整腸作用を認める文献の多くに、フラクトオリゴ糖は登場し、その効果は実証されています。

「scFOSがヒトに及ぼす生理機能としては、腸内細菌叢の改善作用、整腸効果、腸内環境の改善作用(腐敗産物の産生抑制作用)、ミネラル吸収促進作用、骨密度増加作用、血清脂質改善作用、アレルギー予防効果などが報告されている」(深澤朝幸 「短鎖フラクトオリゴ糖の生理機能とそのバイオマーカーに関する研究」から引用)[※7]という見解は一般的な認識で、フラクトオリゴ糖の効果を前提とした研究も行われています。[※8]soFOSは「short chain-fructooligosaccharide」の略称で、フラクトオリゴ糖のことを指しています。

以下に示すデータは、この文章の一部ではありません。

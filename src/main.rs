use clap::Parser;
use dotenvy::dotenv;
use shop_console::{
    app::App,
    cli::Cli,
    config::load_settings_from,
    core::{FileStorage, ReqwestTransport},
    errors::Result,
    ui::render,
};
use std::{
    io::{self, BufRead, Write},
    process::ExitCode,
    sync::Arc,
};
use tracing::{error, info};
use tracing_subscriber::EnvFilter;

#[tokio::main]
async fn main() -> ExitCode {
    // 1. Initialize tracing (as early as possible). Logs go to stderr, the screen to stdout.
    tracing_subscriber::fmt()
        .with_env_filter(
            EnvFilter::try_from_default_env().unwrap_or_else(|_| EnvFilter::new("info")),
        )
        .with_writer(io::stderr)
        .init();

    // 2. Load .env file; env vars can also be set externally
    dotenv().ok();

    let cli = Cli::parse();
    match run(cli).await {
        Ok(true) => ExitCode::SUCCESS,
        Ok(false) => ExitCode::FAILURE,
        Err(e) => {
            error!("{}", e);
            eprintln!("Error: {e}");
            ExitCode::FAILURE
        }
    }
}

/// Runs one command and prints the resulting screen. Returns whether the command succeeded.
async fn run(cli: Cli) -> Result<bool> {
    let settings = load_settings_from(cli.config.as_deref())?;
    info!(session = ?settings.session_path, "Starting console");
    let transport = ReqwestTransport::new(settings.request_timeout())?;
    let storage = Arc::new(FileStorage::new(settings.session_path.clone()));
    let mut app = App::new(settings, transport, storage);

    let succeeded = match cli.command {
        Some(command) => command.execute(&mut app, &mut prompt).await.is_ok(),
        None => {
            app.boot().await;
            true
        }
    };

    println!("{}", render(app.screen(), app.view(), app.notifier()));
    Ok(succeeded)
}

/// Asks a yes/no question on the terminal. Anything but `y`/`yes` declines.
fn prompt(question: &str) -> Result<bool> {
    let mut stdout = io::stdout();
    write!(stdout, "{question} [y/N] ")?;
    stdout.flush()?;
    let mut answer = String::new();
    io::stdin().lock().read_line(&mut answer)?;
    Ok(matches!(answer.trim().to_ascii_lowercase().as_str(), "y" | "yes"))
}
//! View router - explicit navigation state.
//!
//! [`ViewState`] is the only record of which section, tab and storefront view are active; the
//! screen is a projection of it. Switching sections reports which loaders must run, switching
//! tabs never does.

use crate::entities::Role;
use std::{fmt, str::FromStr};

/// Mutually exclusive top-level sections.
#[derive(Debug, Clone, Copy, PartialEq, Eq, Hash, Default)]
pub enum Section {
    /// Landing page.
    #[default]
    Home,
    /// Shop list and storefronts.
    Public,
    /// Login form.
    Login,
    /// Registration form.
    Register,
    /// Staff dashboard; needs a session.
    Dashboard,
}

impl Section {
    /// Lower-case name, also used in logs.
    #[must_use]
    pub const fn as_str(self) -> &'static str {
        match self {
            Self::Home => "home",
            Self::Public => "public",
            Self::Login => "login",
            Self::Register => "register",
            Self::Dashboard => "dashboard",
        }
    }
}

impl fmt::Display for Section {
    fn fmt(&self, f: &mut fmt::Formatter<'_>) -> fmt::Result {
        f.write_str(self.as_str())
    }
}

/// Tabs nested inside the dashboard.
#[derive(Debug, Clone, Copy, PartialEq, Eq, Hash, Default)]
pub enum Tab {
    /// Product table and low-stock report.
    #[default]
    Products,
    /// Ledger.
    Transactions,
    /// Staff accounts, `SuperAdmin` only.
    Users,
    /// Shop settings, `SuperAdmin` only.
    Shop,
}

impl Tab {
    /// Lower-case name, as accepted by [`FromStr`].
    #[must_use]
    pub const fn as_str(self) -> &'static str {
        match self {
            Self::Products => "products",
            Self::Transactions => "transactions",
            Self::Users => "users",
            Self::Shop => "shop",
        }
    }

    /// Tabs whose affordance is only offered to a `SuperAdmin`.
    #[must_use]
    pub const fn requires_super_admin(self) -> bool {
        matches!(self, Self::Users | Self::Shop)
    }
}

impl fmt::Display for Tab {
    fn fmt(&self, f: &mut fmt::Formatter<'_>) -> fmt::Result {
        f.write_str(self.as_str())
    }
}

impl FromStr for Tab {
    type Err = String;

    fn from_str(s: &str) -> Result<Self, Self::Err> {
        match s.trim().to_ascii_lowercase().as_str() {
            "products" => Ok(Self::Products),
            "transactions" => Ok(Self::Transactions),
            "users" => Ok(Self::Users),
            "shop" => Ok(Self::Shop),
            other => Err(format!("unknown tab '{other}'")),
        }
    }
}

/// What the public section currently shows.
#[derive(Debug, Clone, PartialEq, Eq, Default)]
pub enum PublicView {
    /// All shops.
    #[default]
    ShopList,
    /// One storefront.
    ShopProducts {
        /// Shop being browsed.
        shop_id: i64,
        /// Title shown above the products.
        shop_name: String,
    },
}

/// Data loads a navigation step asks for.
#[derive(Debug, Clone, Copy, PartialEq, Eq, Hash)]
pub enum Loader {
    /// Public shop list.
    PublicShops,
    /// Aggregates or role card.
    DashboardStats,
    /// Product table.
    Products,
    /// Ledger.
    Transactions,
    /// Staff accounts.
    Users,
}

/// Token captured when a load starts; stale tokens mark superseded results.
#[derive(Debug, Clone, Copy, PartialEq, Eq)]
pub struct LoadTicket(u64);

/// Active section, tab and storefront, plus the load generation.
#[derive(Debug, Clone, Default, PartialEq, Eq)]
pub struct ViewState {
    section: Section,
    tab: Tab,
    public_view: PublicView,
    generation: u64,
}

impl ViewState {
    /// Starts on the home section.
    #[must_use]
    pub fn new() -> Self {
        Self::default()
    }

    /// Active section.
    #[must_use]
    pub const fn section(&self) -> Section {
        self.section
    }

    /// Active dashboard tab, kept while other sections are shown.
    #[must_use]
    pub const fn tab(&self) -> Tab {
        self.tab
    }

    /// What the public section shows.
    #[must_use]
    pub const fn public_view(&self) -> &PublicView {
        &self.public_view
    }

    /// Activates `section` and returns the loaders to run once for it.
    ///
    /// `role` is the logged-in user's role, `None` when logged out. The dashboard loads nothing
    /// while logged out, and loads users only for a `SuperAdmin`.
    pub fn show_section(&mut self, section: Section, role: Option<Role>) -> Vec<Loader> {
        self.section = section;
        self.generation += 1;
        match (section, role) {
            (Section::Dashboard, Some(role)) => {
                let mut loaders = vec![Loader::DashboardStats, Loader::Products, Loader::Transactions];
                if role.is_super_admin() {
                    loaders.push(Loader::Users);
                }
                loaders
            }
            (Section::Public, _) => {
                self.public_view = PublicView::ShopList;
                vec![Loader::PublicShops]
            }
            _ => Vec::new(),
        }
    }

    /// Selects a dashboard tab. Returns `false`, leaving the tab unchanged, when the tab is not
    /// offered to `role`.
    pub fn show_tab(&mut self, tab: Tab, role: Option<Role>) -> bool {
        if tab.requires_super_admin() && !role.is_some_and(Role::is_super_admin) {
            return false;
        }
        self.tab = tab;
        true
    }

    /// Drills into one shop's storefront inside the public section.
    pub fn open_storefront(&mut self, shop_id: i64, shop_name: impl Into<String>) {
        self.section = Section::Public;
        self.public_view = PublicView::ShopProducts {
            shop_id,
            shop_name: shop_name.into(),
        };
        self.generation += 1;
    }

    /// Returns from a storefront to the shop list, which is reloaded.
    pub fn back_to_shops(&mut self) -> Vec<Loader> {
        self.show_section(Section::Public, None)
    }

    /// Starts a load bound to the current navigation generation.
    #[must_use]
    pub const fn begin_load(&self) -> LoadTicket {
        LoadTicket(self.generation)
    }

    /// Whether a load started with `ticket` still belongs to the visible view.
    #[must_use]
    pub const fn is_current(&self, ticket: LoadTicket) -> bool {
        ticket.0 == self.generation
    }
}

ただし、様々な研究で健康的な効果が認められているフラクトオリゴ糖ですが、あくまでオリゴ糖の一種で、食品の一つです。医薬品とは異なり、短期間で劇的な効果が見られるものではないと念頭に置いておきましょう。

フラクトオリゴ糖を多く含む食べ物

フラクトオリゴ糖自体は自然に元々存在する成分で、ハーブの一種であるチコリの根の他に、アスパラガスやごぼう、タマネギに含まれています。[※1]

しかし、これらの食品に含まれているフラクトオリゴ糖は少量なので、食品からの摂取で効果を得ようとするのは現実的ではありません。このため、フラクトオリゴ糖は工業的な生産により作られたサプリメントその他を摂取するのが一般的です。

フラクトオリゴ糖の工業的な生産は、砂糖に酵素を作用させて作られています。[※1]

相乗効果を発揮する成分

フラクトオリゴ糖は整腸作用が認められている成分です。摂取することで腸内の善玉菌を増やし、便通改善に効果が期待できます。同じような効果が認められる成分として、食物繊維が挙げられます。

食物繊維には水溶性食物繊維と、不溶性食物繊維の2種類があります。このうち、不溶性食物繊維は腸を刺激して蠕動運動を活発化させる働きがあり、これにより自然な便通を促します。[※9]

善玉菌の栄養源となり腸内環境を整えるフラクトオリゴ糖と、腸の働きをサポートする不溶性食物繊維は、一緒に摂取することで相乗効果が期待できます。

また、水溶性食物繊維は、粘着性があり糖質の吸収を緩やかにする働きがあります。[※9]これはフラクトオリゴ糖の働きの一つである、血糖値の上昇抑制と同様の働きです。一緒に摂取することでさらに効果が期待できます。

フラクトオリゴ糖に副作用はあるのか

フラクトオリゴ糖は国内外で安全性が認可されている成分ですが、場合によってはお腹が緩くなるという副作用が起こる可能性があります。[※5]

商品ごとの摂取量目安は、安全性に基づき定められていますが、この摂取量目安を超えた量を使用すると、お腹が緩くなり下痢気味になるかもしれませんので注意しましょう。

また、今まで同じ量を摂取していて副作用が出ていない場合でも、その日の体調によっては副作用が出る恐れがあります。

ただし、フラクトオリゴ糖はその有用性や安全性が様々な研究により保証されている成分 [※7]なので、その他のリスクは心配する必要はなさそうです。副作用が出た場合は使用を控え、気になる場合は医師に相談してみましょう。